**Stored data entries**
━━━━━━━━━━━━━━━━━━━━
//! Planar geometry primitives.
//!
//! Coordinates are longitude/latitude degrees for everything that comes out of
//! the city catalog, the grid builder and the simulation output. The tile
//! pipeline re-uses the same types after projecting into tile space.
//!
//! Rings are stored open: the closing vertex is implied and never repeated.

pub mod geojson;

use serde::{Deserialize, Serialize};
use thiserror::Error;

/// Errors raised by geometry operations.
#[derive(Debug, Error, PartialEq)]
pub enum GeometryError {
    /// The geometry has no vertices at all.
    #[error("geometry is empty")]
    Empty,

    /// The geometry collapses to a line or a point.
    #[error("geometry has zero extent ({width} x {height})")]
    ZeroExtent { width: f64, height: f64 },
}

/// A 2D point.
#[derive(Debug, Clone, Copy, PartialEq, Serialize, Deserialize)]
pub struct Point {
    pub x: f64,
    pub y: f64,
}

impl Point {
    pub const fn new(x: f64, y: f64) -> Self {
        Self { x, y }
    }
}

/// An open ring of vertices.
pub type Ring = Vec<Point>;

/// Axis-aligned bounding box.
#[derive(Debug, Clone, Copy, PartialEq, Serialize, Deserialize)]
pub struct Bounds {
    pub min: Point,
    pub max: Point,
}

impl Bounds {
    pub fn new(min: Point, max: Point) -> Self {
        Self { min, max }
    }

    pub fn width(&self) -> f64 {
        self.max.x - self.min.x
    }

    pub fn height(&self) -> f64 {
        self.max.y - self.min.y
    }

    /// Grow the box by `amount` on every side.
    pub fn expand(&self, amount: f64) -> Self {
        Self {
            min: Point::new(self.min.x - amount, self.min.y - amount),
            max: Point::new(self.max.x + amount, self.max.y + amount),
        }
    }

    /// Fails when the box collapses in either axis.
    pub fn require_extent(&self) -> Result<(), GeometryError> {
        let (width, height) = (self.width(), self.height());
        if !(width > 0.0 && height > 0.0) {
            return Err(GeometryError::ZeroExtent { width, height });
        }
        Ok(())
    }

    pub fn contains(&self, p: Point) -> bool {
        p.x >= self.min.x && p.x <= self.max.x && p.y >= self.min.y && p.y <= self.max.y
    }

    /// Whether the boxes share interior area. Touching edges do not count.
    pub fn overlaps(&self, other: &Bounds) -> bool {
        self.min.x < other.max.x
            && other.min.x < self.max.x
            && self.min.y < other.max.y
            && other.min.y < self.max.y
    }
}

/// A polygon made of one or more rings.
///
/// Multi-part city boundaries are kept as a flat list of rings; containment
/// uses the even-odd rule so holes and islands both behave.
#[derive(Debug, Clone, PartialEq, Default, Serialize, Deserialize)]
pub struct Polygon {
    pub rings: Vec<Ring>,
}

impl Polygon {
    pub fn new(rings: Vec<Ring>) -> Self {
        Self { rings }
    }

    /// Axis-aligned rectangle with counter-clockwise vertex order.
    pub fn rect(min: Point, max: Point) -> Self {
        Self {
            rings: vec![vec![
                Point::new(min.x, min.y),
                Point::new(max.x, min.y),
                Point::new(max.x, max.y),
                Point::new(min.x, max.y),
            ]],
        }
    }

    pub fn is_empty(&self) -> bool {
        self.rings.iter().all(|r| r.is_empty())
    }

    pub fn points(&self) -> impl Iterator<Item = &Point> {
        self.rings.iter().flatten()
    }

    pub fn bounds(&self) -> Result<Bounds, GeometryError> {
        let mut points = self.points();
        let first = points.next().ok_or(GeometryError::Empty)?;
        let mut b = Bounds::new(*first, *first);
        for p in points {
            b.min.x = b.min.x.min(p.x);
            b.min.y = b.min.y.min(p.y);
            b.max.x = b.max.x.max(p.x);
            b.max.y = b.max.y.max(p.y);
        }
        Ok(b)
    }

    /// Even-odd area: the sum of absolute ring areas with every ring after
    /// the first subtracted when it lies inside another ring.
    pub fn area(&self) -> f64 {
        let mut total = 0.0;
        for (i, ring) in self.rings.iter().enumerate() {
            let a = signed_area(ring).abs();
            let nested = ring
                .first()
                .map(|p| {
                    self.rings
                        .iter()
                        .enumerate()
                        .filter(|(j, other)| *j != i && ring_contains(other, *p))
                        .count()
                })
                .unwrap_or(0);
            if nested % 2 == 0 {
                total += a;
            } else {
                total -= a;
            }
        }
        total.max(0.0)
    }

    /// Area-weighted centroid of the polygon.
    ///
    /// Falls back to the vertex average when the polygon has no area.
    pub fn centroid(&self) -> Result<Point, GeometryError> {
        if self.is_empty() {
            return Err(GeometryError::Empty);
        }
        let (mut cx, mut cy, mut a_sum) = (0.0, 0.0, 0.0);
        for ring in &self.rings {
            let n = ring.len();
            for i in 0..n {
                let p = ring[i];
                let q = ring[(i + 1) % n];
                let cross = p.x * q.y - q.x * p.y;
                cx += (p.x + q.x) * cross;
                cy += (p.y + q.y) * cross;
                a_sum += cross;
            }
        }
        if a_sum.abs() < f64::EPSILON {
            let n = self.points().count() as f64;
            let (sx, sy) = self.points().fold((0.0, 0.0), |(x, y), p| (x + p.x, y + p.y));
            return Ok(Point::new(sx / n, sy / n));
        }
        let a = a_sum / 2.0;
        Ok(Point::new(cx / (6.0 * a), cy / (6.0 * a)))
    }

    /// Even-odd point containment.
    pub fn contains(&self, p: Point) -> bool {
        self.rings.iter().filter(|r| ring_contains(r, p)).count() % 2 == 1
    }
}

/// Shoelace signed area of an open ring. Positive for counter-clockwise
/// rings in a y-up coordinate system.
pub fn signed_area(ring: &[Point]) -> f64 {
    let n = ring.len();
    if n < 3 {
        return 0.0;
    }
    let mut sum = 0.0;
    for i in 0..n {
        let p = ring[i];
        let q = ring[(i + 1) % n];
        sum += p.x * q.y - q.x * p.y;
    }
    sum / 2.0
}

/// Ray-casting containment test for a single open ring.
pub fn ring_contains(ring: &[Point], p: Point) -> bool {
    let n = ring.len();
    if n < 3 {
        return false;
    }
    let mut inside = false;
    let mut j = n - 1;
    for i in 0..n {
        let a = ring[i];
        let b = ring[j];
        if (a.y > p.y) != (b.y > p.y) && p.x < (b.x - a.x) * (p.y - a.y) / (b.y - a.y) + a.x {
            inside = !inside;
        }
        j = i;
    }
    inside
}

/// Total length of a polyline.
pub fn line_length(line: &[Point]) -> f64 {
    line.windows(2)
        .map(|w| ((w[1].x - w[0].x).powi(2) + (w[1].y - w[0].y).powi(2)).sqrt())
        .sum()
}
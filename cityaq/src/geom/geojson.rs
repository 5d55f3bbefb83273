//! Just enough GeoJSON for polygon feature collections.
//!
//! City boundaries, simulation inputs and simulation output all travel as
//! `FeatureCollection`s of `Polygon`/`MultiPolygon` features. Other geometry
//! types are accepted on input and ignored.

use serde::{Deserialize, Serialize};
use serde_json::{Map, Value};

use super::{Point, Polygon, Ring};

#[derive(Debug, Clone, Serialize, Deserialize)]
pub struct FeatureCollection {
    #[serde(rename = "type")]
    pub kind: String,
    pub features: Vec<Feature>,
}

impl FeatureCollection {
    pub fn new(features: Vec<Feature>) -> Self {
        Self {
            kind: "FeatureCollection".into(),
            features,
        }
    }
}

#[derive(Debug, Clone, Serialize, Deserialize)]
pub struct Feature {
    #[serde(rename = "type")]
    pub kind: String,
    pub geometry: Option<Geometry>,
    #[serde(default, deserialize_with = "null_as_empty")]
    pub properties: Map<String, Value>,
}

fn null_as_empty<'de, D>(deserializer: D) -> Result<Map<String, Value>, D::Error>
where
    D: serde::Deserializer<'de>,
{
    Ok(Option::<Map<String, Value>>::deserialize(deserializer)?.unwrap_or_default())
}

impl Feature {
    pub fn polygon(polygon: &Polygon, properties: Map<String, Value>) -> Self {
        Self {
            kind: "Feature".into(),
            geometry: Some(Geometry::from_polygon(polygon)),
            properties,
        }
    }

    /// Numeric property, if present.
    pub fn number(&self, name: &str) -> Option<f64> {
        self.properties.get(name).and_then(Value::as_f64)
    }
}

type Position = [f64; 2];

#[derive(Debug, Clone, Serialize, Deserialize)]
#[serde(tag = "type")]
pub enum Geometry {
    Polygon { coordinates: Vec<Vec<Position>> },
    MultiPolygon { coordinates: Vec<Vec<Vec<Position>>> },
    #[serde(other)]
    Unsupported,
}

impl Geometry {
    pub fn from_polygon(polygon: &Polygon) -> Self {
        Geometry::Polygon {
            coordinates: polygon.rings.iter().map(|r| close_ring(r)).collect(),
        }
    }

    /// Flatten into a single multi-ring polygon. `None` for unsupported
    /// geometry types.
    pub fn to_polygon(&self) -> Option<Polygon> {
        match self {
            Geometry::Polygon { coordinates } => {
                Some(Polygon::new(coordinates.iter().map(|r| open_ring(r)).collect()))
            }
            Geometry::MultiPolygon { coordinates } => Some(Polygon::new(
                coordinates.iter().flatten().map(|r| open_ring(r)).collect(),
            )),
            Geometry::Unsupported => None,
        }
    }
}

fn open_ring(positions: &[Position]) -> Ring {
    let mut ring: Ring = positions.iter().map(|p| Point::new(p[0], p[1])).collect();
    if ring.len() > 1 && ring.first() == ring.last() {
        ring.pop();
    }
    ring
}

fn close_ring(ring: &[Point]) -> Vec<Position> {
    let mut out: Vec<Position> = ring.iter().map(|p| [p.x, p.y]).collect();
    if let Some(first) = out.first().copied() {
        out.push(first);
    }
    out
}

/// Merge every polygonal feature of a collection into one polygon.
pub fn merge_polygons(collection: &FeatureCollection) -> Polygon {
    let rings = collection
        .features
        .iter()
        .filter_map(|f| f.geometry.as_ref()?.to_polygon())
        .flat_map(|p| p.rings)
        .collect();
    Polygon::new(rings)
}
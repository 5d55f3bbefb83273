//! Tile-space geometry operations: clipping and simplification.
//!
//! Everything here works on already-projected coordinates. Rings are open
//! (the closing vertex is implicit), matching [`crate::geom::Ring`].

use crate::geom::{Bounds, Point, Ring};

#[derive(Debug, Clone, Copy)]
enum Edge {
    Left(f64),
    Right(f64),
    Bottom(f64),
    Top(f64),
}

impl Edge {
    fn inside(self, p: Point) -> bool {
        match self {
            Edge::Left(x) => p.x >= x,
            Edge::Right(x) => p.x <= x,
            Edge::Bottom(y) => p.y >= y,
            Edge::Top(y) => p.y <= y,
        }
    }

    fn intersect(self, a: Point, b: Point) -> Point {
        match self {
            Edge::Left(x) | Edge::Right(x) => {
                let t = (x - a.x) / (b.x - a.x);
                Point::new(x, a.y + t * (b.y - a.y))
            }
            Edge::Bottom(y) | Edge::Top(y) => {
                let t = (y - a.y) / (b.y - a.y);
                Point::new(a.x + t * (b.x - a.x), y)
            }
        }
    }
}

/// Clip a ring to `bounds` (Sutherland-Hodgman). The result may be empty.
pub fn clip_ring(ring: &[Point], bounds: &Bounds) -> Ring {
    let edges = [
        Edge::Left(bounds.min.x),
        Edge::Right(bounds.max.x),
        Edge::Bottom(bounds.min.y),
        Edge::Top(bounds.max.y),
    ];
    let mut out: Ring = ring.to_vec();
    for edge in edges {
        let Some(&last) = out.last() else {
            break;
        };
        let input = std::mem::take(&mut out);
        let mut prev = last;
        for &cur in &input {
            match (edge.inside(prev), edge.inside(cur)) {
                (true, true) => out.push(cur),
                (true, false) => out.push(edge.intersect(prev, cur)),
                (false, true) => {
                    out.push(edge.intersect(prev, cur));
                    out.push(cur);
                }
                (false, false) => {}
            }
            prev = cur;
        }
    }
    out
}

fn lerp(a: Point, b: Point, t: f64) -> Point {
    if t <= 0.0 {
        a
    } else if t >= 1.0 {
        b
    } else {
        Point::new(a.x + t * (b.x - a.x), a.y + t * (b.y - a.y))
    }
}

/// Liang-Barsky segment clip.
fn clip_segment(a: Point, b: Point, bounds: &Bounds) -> Option<(Point, Point)> {
    let (dx, dy) = (b.x - a.x, b.y - a.y);
    let (mut t0, mut t1) = (0.0_f64, 1.0_f64);
    let checks = [
        (-dx, a.x - bounds.min.x),
        (dx, bounds.max.x - a.x),
        (-dy, a.y - bounds.min.y),
        (dy, bounds.max.y - a.y),
    ];
    for (p, q) in checks {
        if p == 0.0 {
            if q < 0.0 {
                return None;
            }
            continue;
        }
        let r = q / p;
        if p < 0.0 {
            if r > t1 {
                return None;
            }
            t0 = t0.max(r);
        } else {
            if r < t0 {
                return None;
            }
            t1 = t1.min(r);
        }
    }
    Some((lerp(a, b, t0), lerp(a, b, t1)))
}

/// Clip a polyline to `bounds`. A line that leaves and re-enters the box
/// comes back as several pieces.
pub fn clip_line(line: &[Point], bounds: &Bounds) -> Vec<Vec<Point>> {
    let mut pieces = Vec::new();
    let mut current: Vec<Point> = Vec::new();

    for seg in line.windows(2) {
        let Some((a, b)) = clip_segment(seg[0], seg[1], bounds) else {
            if current.len() >= 2 {
                pieces.push(std::mem::take(&mut current));
            }
            current.clear();
            continue;
        };
        if current.last() != Some(&a) {
            if current.len() >= 2 {
                pieces.push(std::mem::take(&mut current));
            }
            current.clear();
            current.push(a);
        }
        current.push(b);
        if b != seg[1] {
            pieces.push(std::mem::take(&mut current));
        }
    }
    if current.len() >= 2 {
        pieces.push(current);
    }
    pieces
}

fn segment_distance(p: Point, a: Point, b: Point) -> f64 {
    let (dx, dy) = (b.x - a.x, b.y - a.y);
    let len2 = dx * dx + dy * dy;
    let t = if len2 == 0.0 {
        0.0
    } else {
        (((p.x - a.x) * dx + (p.y - a.y) * dy) / len2).clamp(0.0, 1.0)
    };
    let (cx, cy) = (a.x + t * dx, a.y + t * dy);
    ((p.x - cx).powi(2) + (p.y - cy).powi(2)).sqrt()
}

/// Douglas-Peucker simplification. Endpoints are always kept.
pub fn simplify_line(points: &[Point], tolerance: f64) -> Vec<Point> {
    let n = points.len();
    if n <= 2 {
        return points.to_vec();
    }
    let mut keep = vec![false; n];
    keep[0] = true;
    keep[n - 1] = true;

    let mut stack = vec![(0, n - 1)];
    while let Some((start, end)) = stack.pop() {
        let mut max_d = 0.0;
        let mut index = start;
        for i in start + 1..end {
            let d = segment_distance(points[i], points[start], points[end]);
            if d > max_d {
                max_d = d;
                index = i;
            }
        }
        if max_d > tolerance {
            keep[index] = true;
            stack.push((start, index));
            stack.push((index, end));
        }
    }

    points
        .iter()
        .zip(keep)
        .filter_map(|(p, k)| k.then_some(*p))
        .collect()
}

/// Simplify a ring as the closed line through its vertices.
pub fn simplify_ring(ring: &[Point], tolerance: f64) -> Ring {
    let Some(&first) = ring.first() else {
        return Vec::new();
    };
    let mut closed = ring.to_vec();
    closed.push(first);
    let mut out = simplify_line(&closed, tolerance);
    out.pop();
    out
}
━━━━━━━━━━━━━━━━━━━━
**What the exercise asks**
Each line in the entries above, starting at the line with "Rings are open" and ending at the line with "(true, true) =>", is to be printed exactly, and only those lines.

**Output of the task**
//! Everything here works on already-projected coordinates. Rings are open
//! (the closing vertex is implicit), matching [`crate::geom::Ring`].

use crate::geom::{Bounds, Point, Ring};

#[derive(Debug, Clone, Copy)]
enum Edge {
    Left(f64),
    Right(f64),
    Bottom(f64),
    Top(f64),
}

impl Edge {
    fn inside(self, p: Point) -> bool {
        match self {
            Edge::Left(x) => p.x >= x,
            Edge::Right(x) => p.x <= x,
            Edge::Bottom(y) => p.y >= y,
            Edge::Top(y) => p.y <= y,
        }
    }

    fn intersect(self, a: Point, b: Point) -> Point {
        match self {
            Edge::Left(x) | Edge::Right(x) => {
                let t = (x - a.x) / (b.x - a.x);
                Point::new(x, a.y + t * (b.y - a.y))
            }
            Edge::Bottom(y) | Edge::Top(y) => {
                let t = (y - a.y) / (b.y - a.y);
                Point::new(a.x + t * (b.x - a.x), y)
            }
        }
    }
}

/// Clip a ring to `bounds` (Sutherland-Hodgman). The result may be empty.
pub fn clip_ring(ring: &[Point], bounds: &Bounds) -> Ring {
    let edges = [
        Edge::Left(bounds.min.x),
        Edge::Right(bounds.max.x),
        Edge::Bottom(bounds.min.y),
        Edge::Top(bounds.max.y),
    ];
    let mut out: Ring = ring.to_vec();
    for edge in edges {
        let Some(&last) = out.last() else {
            break;
        };
        let input = std::mem::take(&mut out);
        let mut prev = last;
        for &cur in &input {
            match (edge.inside(prev), edge.inside(cur)) {
                (true, true) => out.push(cur),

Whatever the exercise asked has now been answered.